Considering the likes of Pierre Jourdan, Noordhoek Flyer, Bravura, Havasha and Galileo’s Galaxy have been sidelined for one reason or another, we still have the ilk of Irish Flame, Ancestral Fore, Bold Silvano, Happy Valley etc engaged, so we’re probably looking at as deep a generation of three year old colts as we’ve known in several decades.
That said, their task is not an easy one, as the burden of weight has crept up among three year olds in recent years, to the degree that what they’re carrying these days, is barely recognisable from the postage stamp Bush Telegraph was asked to manage when he took the July two decades ago, on his way to his 9th consecutive victory.
Of course, these things are all relative, and it may well be that the three year olds have the advantage these days, of racing against the depleted ranks of our older horses. South Africa’s outstanding success, pioneered largely by Mr de Kock, in international climes, has brought about the regular plunder of our older horse ranks, such is the money on offer for these horses or the lure of the prizes which ring in hard currency.
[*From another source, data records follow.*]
//! Typed view of the unified record file

use std::collections::BTreeMap;

use crate::records::{parse_date, Record, RecordType};

use super::table::Table;

/// Columns mapped onto named `Record` fields
const KNOWN_COLUMNS: &[&str] = &[
    "record_id",
    "record_type",
    "pillar",
    "indicator",
    "indicator_code",
    "value_numeric",
    "observation_date",
    "source_name",
    "source_url",
    "source_type",
    "confidence",
    "notes",
    "original_text",
];

/// The unified dataset: typed records in file order, plus the raw cells
/// they were read from.
///
/// Row `i` of `source` always backs `records[i]`. Writing the dataset back
/// emits the source cells, so coercion never alters rows already on disk.
#[derive(Debug, Clone, Default, PartialEq)]
pub struct Dataset {
    source: Table,
    records: Vec<Record>,
}

impl Dataset {
    /// Creates a dataset with an explicit column list
    pub fn new<I, S>(columns: I, records: Vec<Record>) -> Self
    where
        I: IntoIterator<Item = S>,
        S: Into<String>,
    {
        let mut dataset = Self {
            source: Table::new(columns),
            records: Vec::with_capacity(records.len()),
        };
        for record in records {
            dataset.push(record);
        }
        dataset
    }

    /// Creates a dataset carrying every named record column
    pub fn from_records(records: Vec<Record>) -> Self {
        Self::new(KNOWN_COLUMNS.iter().copied(), records)
    }

    /// Coerces a raw table into typed records
    pub fn from_table(table: &Table) -> Self {
        let mut records = Vec::with_capacity(table.len());

        for row in 0..table.len() {
            let text = |col: &str| table.get(row, col).map(|v| v.trim().to_string());

            let extra: BTreeMap<String, String> = table
                .headers()
                .iter()
                .filter(|h| !KNOWN_COLUMNS.contains(&h.as_str()))
                .filter_map(|h| table.get(row, h).map(|v| (h.clone(), v.to_string())))
                .collect();

            records.push(Record {
                record_id: text("record_id").unwrap_or_default(),
                record_type: text("record_type"),
                pillar: text("pillar"),
                indicator: text("indicator"),
                indicator_code: text("indicator_code"),
                value_numeric: table
                    .get(row, "value_numeric")
                    .and_then(|v| v.trim().parse::<f64>().ok())
                    .filter(|v| v.is_finite()),
                observation_date: table.get(row, "observation_date").and_then(parse_date),
                source_name: text("source_name"),
                source_url: text("source_url"),
                source_type: text("source_type"),
                confidence: text("confidence"),
                notes: text("notes"),
                original_text: text("original_text"),
                extra,
            });
        }

        Self {
            source: table.clone(),
            records,
        }
    }

    /// Table for writing back. Loaded rows keep their cells exactly as read;
    /// appended records follow, and any column they introduce is added at
    /// the end.
    pub fn to_table(&self) -> Table {
        self.source.clone()
    }

    pub fn columns(&self) -> &[String] {
        self.source.headers()
    }

    pub fn has_column(&self, name: &str) -> bool {
        self.source.has_column(name)
    }

    pub fn records(&self) -> &[Record] {
        &self.records
    }

    pub fn len(&self) -> usize {
        self.records.len()
    }

    pub fn is_empty(&self) -> bool {
        self.records.is_empty()
    }

    /// Records of one category, in file order
    pub fn of_type(&self, kind: RecordType) -> impl Iterator<Item = &Record> {
        self.records.iter().filter(move |r| r.kind() == Some(kind))
    }

    pub(crate) fn push(&mut self, record: Record) {
        self.source.push_row(&record_cells(&record));
        self.records.push(record);
    }

    pub fn into_records(self) -> Vec<Record> {
        self.records
    }
}

fn record_cells(record: &Record) -> BTreeMap<String, String> {
    let mut cells = BTreeMap::new();
    let mut put = |k: &str, v: Option<String>| {
        if let Some(v) = v {
            cells.insert(k.to_string(), v);
        }
    };

    put("record_id", Some(record.record_id.clone()));
    put("record_type", record.record_type.clone());
    put("pillar", record.pillar.clone());
    put("indicator", record.indicator.clone());
    put("indicator_code", record.indicator_code.clone());
    put("value_numeric", record.value_numeric.map(|v| v.to_string()));
    put(
        "observation_date",
        record.observation_date.map(|d| d.format("%Y-%m-%d").to_string()),
    );
    put("source_name", record.source_name.clone());
    put("source_url", record.source_url.clone());
    put("source_type", record.source_type.clone());
    put("confidence", record.confidence.clone());
    put("notes", record.notes.clone());
    put("original_text", record.original_text.clone());

    for (k, v) in &record.extra {
        cells.insert(k.clone(), v.clone());
    }
    cells
}

#[cfg(test)]
mod tests {
    use super::*;
    use chrono::NaiveDate;

    fn sample_table() -> Table {
        let headers = ["record_id", "record_type", "value_numeric", "observation_date", "region"]
            .iter()
            .map(|s| s.to_string())
            .collect();
        let rows = vec![
            vec!["REC_1", "observation", "46.50", "2021-12-31", "national"],
            vec!["REC_2", "event", "", "sometime", ""],
            vec!["REC_3", "observation", "n/a", "2024", ""],
        ]
        .into_iter()
        .map(|r| r.into_iter().map(String::from).collect())
        .collect();
        Table::from_parts(headers, rows)
    }

    #[test]
    fn test_coercion() {
        let ds = Dataset::from_table(&sample_table());
        let recs = ds.records();

        assert_eq!(recs[0].value_numeric, Some(46.5));
        assert_eq!(recs[0].observation_date, NaiveDate::from_ymd_opt(2021, 12, 31));
        assert_eq!(recs[0].extra.get("region").map(String::as_str), Some("national"));

        assert_eq!(recs[1].observation_date, None);
        assert!(recs[1].is_event());

        assert_eq!(recs[2].value_numeric, None);
        assert_eq!(recs[2].observation_date, NaiveDate::from_ymd_opt(2024, 1, 1));
    }

    #[test]
    fn test_to_table_keeps_loaded_cells() {
        let ds = Dataset::from_table(&sample_table());
        assert_eq!(ds.to_table(), sample_table());

        let table = ds.to_table();
        assert_eq!(table.get(0, "value_numeric"), Some("46.50"));
        assert_eq!(table.get(1, "observation_date"), Some("sometime"));
        assert_eq!(table.get(2, "value_numeric"), Some("n/a"));
    }

    #[test]
    fn test_pushed_record_is_rendered() {
        let mut ds = Dataset::from_table(&sample_table());
        let mut record = Record::new("EVT_9", RecordType::Event)
            .with_date(NaiveDate::from_ymd_opt(2025, 3, 1).unwrap());
        record.notes = Some("new column".into());
        ds.push(record);

        let table = ds.to_table();
        assert_eq!(table.len(), 4);
        assert_eq!(table.get(3, "observation_date"), Some("2025-03-01"));
        assert_eq!(table.get(3, "notes"), Some("new column"));
        assert_eq!(table.get(0, "notes"), None);
        assert_eq!(table.get(2, "observation_date"), Some("2024"));
        assert!(ds.has_column("notes"));
    }

    #[test]
    fn test_text_fields_trimmed() {
        let table = Table::from_parts(
            vec!["record_id".into(), "record_type".into(), "indicator".into()],
            vec![vec!["E1".into(), " event ".into(), "  Telebirr ".into()]],
        );
        let ds = Dataset::from_table(&table);
        assert!(ds.records()[0].is_event());
        assert_eq!(ds.records()[0].indicator.as_deref(), Some("Telebirr"));
        assert_eq!(ds.to_table().get(0, "indicator"), Some("  Telebirr "));
    }

    #[test]
    fn test_new_keeps_declared_columns() {
        let ds = Dataset::new(["record_id", "record_type"], vec![]);
        assert_eq!(ds.columns(), &["record_id", "record_type"]);
        assert!(!ds.has_column("observation_date"));
    }

    #[test]
    fn test_of_type_filters() {
        let ds = Dataset::from_table(&sample_table());
        assert_eq!(ds.of_type(RecordType::Observation).count(), 2);
        assert_eq!(ds.of_type(RecordType::Event).count(), 1);
        assert_eq!(ds.of_type(RecordType::Target).count(), 0);
    }
}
The outcome though, is not altogether forlorn. We still have engaged in this race a three-time Horse Of The Year in Pocket Power, his own sister (our personal choice) River Jetez, heroine of this year’s J&B Met and arguably one of the best treated at the weights for the July, as well as several of the class of Fort Vogue, who come in with a “squeak”.
As for choice, you could probably throw a blanket over six or seven horses with decent chances, and be lucky for having picked the right one. There are students of form who will have devoted several months to this task, yet some of them will still be disappointed at the result. This really is a year for people operating beyond the parameters of the “expert”. As long as you remember there is a limit to those with realistic expectations, closing your eyes and putting your finger on any one of those that fall within this group, could yield a bonanza.